— ABOUT THIS EXERCISE —
Report each line from the data below that holds the word "ItemRun".

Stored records
***
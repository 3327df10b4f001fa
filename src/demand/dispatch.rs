//! Batch Dispatcher
//!
//! Pulls up to `batch_size` pending items for a plan in priority order and
//! processes them one at a time: claim, generate, assess, write back, log.
//! A failure on one item reverts that item to pending and the batch moves on.

mod request;

pub use request::{
    BatchResponse, DispatchRequest, ItemOutcome, ItemResult, DEFAULT_BATCH_SIZE,
    DEFAULT_MIN_QUALITY_SCORE,
};

use crate::demand::history::GenerationHistoryRecord;
use crate::demand::item::{Completion, QueueItem};
use crate::error::ApiError;
use crate::generator::{GeneratedEntity, GenerationInput, GeneratorRegistry, RegenerationHint};
use crate::quality::{QualityAssessment, QualityGate};
use crate::store::{PipelineStore, QueueFilter, Transition};
use crate::types::{AssessmentMode, EntityType, QueueStatus};
use chrono::Utc;
use parking_lot::RwLock;
use serde::Serialize;
use serde_json::{json, Value};
use std::cmp::Ordering;
use std::future::Future;
use std::sync::Arc;
use std::time::{Duration, Instant};
use tracing::{debug, error, info, warn};

pub const DEFAULT_CALL_TIMEOUT: Duration = Duration::from_secs(120);

/// Running totals across every batch this dispatcher has run.
#[derive(Debug, Clone, Default, PartialEq, Serialize)]
pub struct DispatchStats {
    pub batches: u64,
    pub aborted_batches: u64,
    pub processed: u64,
    pub succeeded: u64,
    pub failed: u64,
    pub skipped: u64,
}

/// What went wrong in one attempt, with whatever was produced before it.
struct AttemptFailure {
    error: ApiError,
    entity: Option<GeneratedEntity>,
    assessment: Option<QualityAssessment>,
}

impl AttemptFailure {
    fn new(error: ApiError) -> Self {
        Self {
            error,
            entity: None,
            assessment: None,
        }
    }
}

enum ItemRun {
    Finished(ItemResult),
    /// Another run claimed the item between selection and claim.
    Lost,
}

pub struct BatchDispatcher {
    store: Arc<dyn PipelineStore>,
    registry: GeneratorRegistry,
    gate: Arc<dyn QualityGate>,
    call_timeout: Duration,
    stats: Arc<RwLock<DispatchStats>>,
}

impl BatchDispatcher {
    pub fn new(
        store: Arc<dyn PipelineStore>,
        registry: GeneratorRegistry,
        gate: Arc<dyn QualityGate>,
    ) -> Self {
        Self {
            store,
            registry,
            gate,
            call_timeout: DEFAULT_CALL_TIMEOUT,
            stats: Arc::new(RwLock::new(DispatchStats::default())),
        }
    }

    /// Bound on each generator and quality-gate call.
    pub fn with_call_timeout(mut self, call_timeout: Duration) -> Self {
        self.call_timeout = call_timeout;
        self
    }

    pub fn stats(&self) -> DispatchStats {
        self.stats.read().clone()
    }

    /// Run one batch. Never fails as a call: whole-batch errors come back as
    /// `success: false` with the error text.
    pub async fn dispatch(&self, request: &DispatchRequest) -> BatchResponse {
        let batch_id = uuid::Uuid::new_v4().to_string();
        let started = Instant::now();
        info!(
            batch_id = %batch_id,
            strategic_plan_id = %request.strategic_plan_id,
            entity_type = request.entity_type.as_deref().unwrap_or("all"),
            batch_size = request.batch_size,
            auto_approve = request.auto_approve,
            min_quality_score = request.min_quality_score,
            "Dispatch batch started"
        );

        let response = match self.run_batch(&batch_id, request).await {
            Ok(response) => response,
            Err(e) => {
                error!(batch_id = %batch_id, error = %e, "Dispatch batch aborted");
                self.stats.write().aborted_batches += 1;
                return BatchResponse::aborted(batch_id, &e);
            }
        };

        {
            let mut stats = self.stats.write();
            stats.batches += 1;
            stats.processed += response.processed as u64;
            stats.succeeded += response.succeeded as u64;
            stats.failed += response.failed as u64;
            stats.skipped += response.skipped as u64;
        }
        info!(
            batch_id = %batch_id,
            processed = response.processed,
            succeeded = response.succeeded,
            failed = response.failed,
            skipped = response.skipped,
            duration_ms = started.elapsed().as_millis(),
            "Dispatch batch finished"
        );
        response
    }

    async fn run_batch(
        &self,
        batch_id: &str,
        request: &DispatchRequest,
    ) -> Result<BatchResponse, ApiError> {
        request.validate()?;
        let entity_filter = request.entity_filter()?;
        let selected = self.select_pending(request, entity_filter)?;
        let mut response = BatchResponse::empty(batch_id.to_string());
        if selected.is_empty() {
            debug!(batch_id = %batch_id, "No pending items to dispatch");
            return Ok(response);
        }
        let plan_context = self.plan_context(&request.strategic_plan_id)?;

        for item in selected {
            match self.process_item(item, batch_id, &plan_context, request).await {
                ItemRun::Finished(result) => response.push(result),
                ItemRun::Lost => response.skipped += 1,
            }
        }
        Ok(response)
    }

    /// Pending items for the plan, highest priority first, oldest first on ties.
    fn select_pending(
        &self,
        request: &DispatchRequest,
        entity_filter: Option<EntityType>,
    ) -> Result<Vec<QueueItem>, ApiError> {
        let filter = QueueFilter::for_plan(&request.strategic_plan_id)
            .with_status(QueueStatus::Pending)
            .with_entity_type(entity_filter);
        let mut items = self.store.list(&filter)?;
        if let Some(cap) = request.max_attempts {
            let before = items.len();
            items.retain(|item| item.attempts < cap);
            if items.len() < before {
                debug!(
                    max_attempts = cap,
                    excluded = before - items.len(),
                    "Skipping items at the attempt cap"
                );
            }
        }
        items.sort_by(|a, b| {
            b.priority_score
                .partial_cmp(&a.priority_score)
                .unwrap_or(Ordering::Equal)
                .then_with(|| a.created_at.cmp(&b.created_at))
                .then_with(|| a.id.cmp(&b.id))
        });
        items.truncate(request.batch_size);
        Ok(items)
    }

    fn plan_context(&self, strategic_plan_id: &str) -> Result<Value, ApiError> {
        match self.store.get_plan(strategic_plan_id)? {
            Some(context) => Ok(context),
            None => {
                debug!(
                    strategic_plan_id = %strategic_plan_id,
                    "No stored plan context, using plan id only"
                );
                Ok(json!({ "id": strategic_plan_id }))
            }
        }
    }

    async fn process_item(
        &self,
        item: QueueItem,
        batch_id: &str,
        plan_context: &Value,
        request: &DispatchRequest,
    ) -> ItemRun {
        let claimed = match self
            .store
            .transition(&item.id, &mut |row| row.claim(batch_id, Utc::now()))
        {
            Ok(Transition::Applied(claimed)) => claimed,
            Ok(Transition::Refused(current)) => {
                debug!(
                    queue_item_id = %item.id,
                    batch_id = %batch_id,
                    status = %current.status,
                    holder = current.batch_id.as_deref().unwrap_or(""),
                    "Claim lost to another run"
                );
                return ItemRun::Lost;
            }
            Ok(Transition::Missing) => return ItemRun::Lost,
            Err(e) => {
                let e = ApiError::from(e);
                error!(queue_item_id = %item.id, batch_id = %batch_id, error = %e, "Claim write failed");
                return ItemRun::Finished(ItemResult::failed(&item.id, item.entity_type, &e));
            }
        };
        let attempt_number = claimed.attempts + 1;
        debug!(
            queue_item_id = %claimed.id,
            batch_id = %batch_id,
            entity_type = %claimed.entity_type,
            attempt = attempt_number,
            "Claimed queue item"
        );

        let result = match self
            .attempt(&claimed, batch_id, attempt_number, plan_context, request)
            .await
        {
            Ok(result) => result,
            Err(failure) => self.fail_item(&claimed, batch_id, attempt_number, failure),
        };
        ItemRun::Finished(result)
    }

    async fn attempt(
        &self,
        claimed: &QueueItem,
        batch_id: &str,
        attempt_number: u32,
        plan_context: &Value,
        request: &DispatchRequest,
    ) -> Result<ItemResult, AttemptFailure> {
        let hint = regeneration_hint(claimed);
        let input = GenerationInput {
            entity_type: claimed.entity_type,
            queue_item_id: &claimed.id,
            prefilled_spec: &claimed.prefilled_spec,
            plan_context,
            regeneration: hint.as_ref(),
        };

        let started = Instant::now();
        let entity = self
            .bounded("generation", self.registry.generate(input))
            .await
            .map_err(AttemptFailure::new)?;
        debug!(
            queue_item_id = %claimed.id,
            generated_id = %entity.id,
            duration_ms = started.elapsed().as_millis(),
            "Generator returned entity"
        );

        if let Err(e) = self.store.put_draft(&entity) {
            return Err(AttemptFailure {
                error: e.into(),
                entity: Some(entity),
                assessment: None,
            });
        }

        let assessed = self
            .bounded(
                "quality assessment",
                self.gate
                    .assess(claimed.entity_type, &entity, claimed, AssessmentMode::Quick),
            )
            .await;
        let assessment = match assessed {
            Ok(assessment) => assessment,
            Err(error) => {
                return Err(AttemptFailure {
                    error,
                    entity: Some(entity),
                    assessment: None,
                })
            }
        };

        let status = if request.auto_approve && assessment.passes(request.min_quality_score) {
            QueueStatus::Accepted
        } else {
            QueueStatus::Review
        };
        debug!(
            queue_item_id = %claimed.id,
            gate = %self.gate.name(),
            quality_score = assessment.overall_score,
            status = %status,
            "Quality gate scored entity"
        );

        let completion = Completion {
            entity: &entity,
            assessment: &assessment,
            status,
            attempt_number,
        };
        let written = self
            .store
            .transition(&claimed.id, &mut |row| {
                row.complete(batch_id, &completion, Utc::now())
            });
        match written {
            Ok(Transition::Applied(_)) => {}
            Ok(Transition::Refused(current)) => {
                return Err(AttemptFailure {
                    error: ApiError::TransitionRefused {
                        id: claimed.id.clone(),
                        actual: current.status,
                        expected: format!("in_progress held by batch {}", batch_id),
                    },
                    entity: Some(entity),
                    assessment: Some(assessment),
                })
            }
            Ok(Transition::Missing) => {
                return Err(AttemptFailure {
                    error: ApiError::ItemNotFound(claimed.id.clone()),
                    entity: Some(entity),
                    assessment: Some(assessment),
                })
            }
            Err(e) => {
                return Err(AttemptFailure {
                    error: e.into(),
                    entity: Some(entity),
                    assessment: Some(assessment),
                })
            }
        }

        let record = GenerationHistoryRecord::success(
            claimed,
            batch_id,
            attempt_number,
            &entity,
            &assessment,
            status == QueueStatus::Accepted,
        );
        if let Err(e) = self.store.append(&record) {
            return Err(AttemptFailure {
                error: e.into(),
                entity: Some(entity),
                assessment: Some(assessment),
            });
        }

        info!(
            queue_item_id = %claimed.id,
            batch_id = %batch_id,
            attempt = attempt_number,
            quality_score = assessment.overall_score,
            status = %status,
            "Queue item generated"
        );
        Ok(ItemResult {
            queue_item_id: claimed.id.clone(),
            entity_type: claimed.entity_type,
            status: ItemOutcome::from_status(status),
            quality_score: Some(assessment.overall_score),
            generated_id: Some(entity.id),
            error: None,
        })
    }

    /// Return the item to the pool and log the failed attempt.
    fn fail_item(
        &self,
        claimed: &QueueItem,
        batch_id: &str,
        attempt_number: u32,
        failure: AttemptFailure,
    ) -> ItemResult {
        let message = failure.error.to_string();
        let tag = failure.error.tag();
        warn!(
            queue_item_id = %claimed.id,
            batch_id = %batch_id,
            attempt = attempt_number,
            error_tag = tag,
            error = %message,
            "Queue item attempt failed, reverting to pending"
        );

        match self.store.transition(&claimed.id, &mut |row| {
            row.revert(batch_id, attempt_number, &message, tag, Utc::now())
        }) {
            Ok(Transition::Applied(_)) => {}
            Ok(Transition::Refused(current)) => warn!(
                queue_item_id = %claimed.id,
                status = %current.status,
                "Revert refused, item no longer held by this batch"
            ),
            Ok(Transition::Missing) => warn!(queue_item_id = %claimed.id, "Revert found no item"),
            Err(e) => error!(queue_item_id = %claimed.id, error = %e, "Revert write failed"),
        }

        let record = GenerationHistoryRecord::failure(
            claimed,
            batch_id,
            attempt_number,
            failure.entity.as_ref(),
            failure.assessment.as_ref(),
            &message,
        );
        if let Err(e) = self.store.append(&record) {
            error!(queue_item_id = %claimed.id, error = %e, "Failed to append error history record");
        }

        ItemResult::failed(&claimed.id, claimed.entity_type, &failure.error)
    }

    async fn bounded<T>(
        &self,
        operation: &str,
        call: impl Future<Output = Result<T, ApiError>>,
    ) -> Result<T, ApiError> {
        match tokio::time::timeout(self.call_timeout, call).await {
            Ok(result) => result,
            Err(_) => Err(ApiError::Timeout {
                operation: operation.to_string(),
                seconds: self.call_timeout.as_secs(),
            }),
        }
    }
}

/// Reviewer feedback to pass along when the item was sent back for another try.
fn regeneration_hint(item: &QueueItem) -> Option<RegenerationHint> {
    let feedback = &item.quality_feedback;
    if !feedback.regeneration_requested {
        return None;
    }
    Some(RegenerationHint {
        notes: feedback.regeneration_notes.clone(),
        previous_rejection_reason: feedback.rejection_reason.clone(),
        previous_improvement_notes: feedback.improvement_notes.clone(),
    })
}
***
— RESPONSE TO THE EXERCISE —
enum ItemRun {
                ItemRun::Finished(result) => response.push(result),
                ItemRun::Lost => response.skipped += 1,
    ) -> ItemRun {
                return ItemRun::Lost;
            Ok(Transition::Missing) => return ItemRun::Lost,
                return ItemRun::Finished(ItemResult::failed(&item.id, item.entity_type, &e));
        ItemRun::Finished(result)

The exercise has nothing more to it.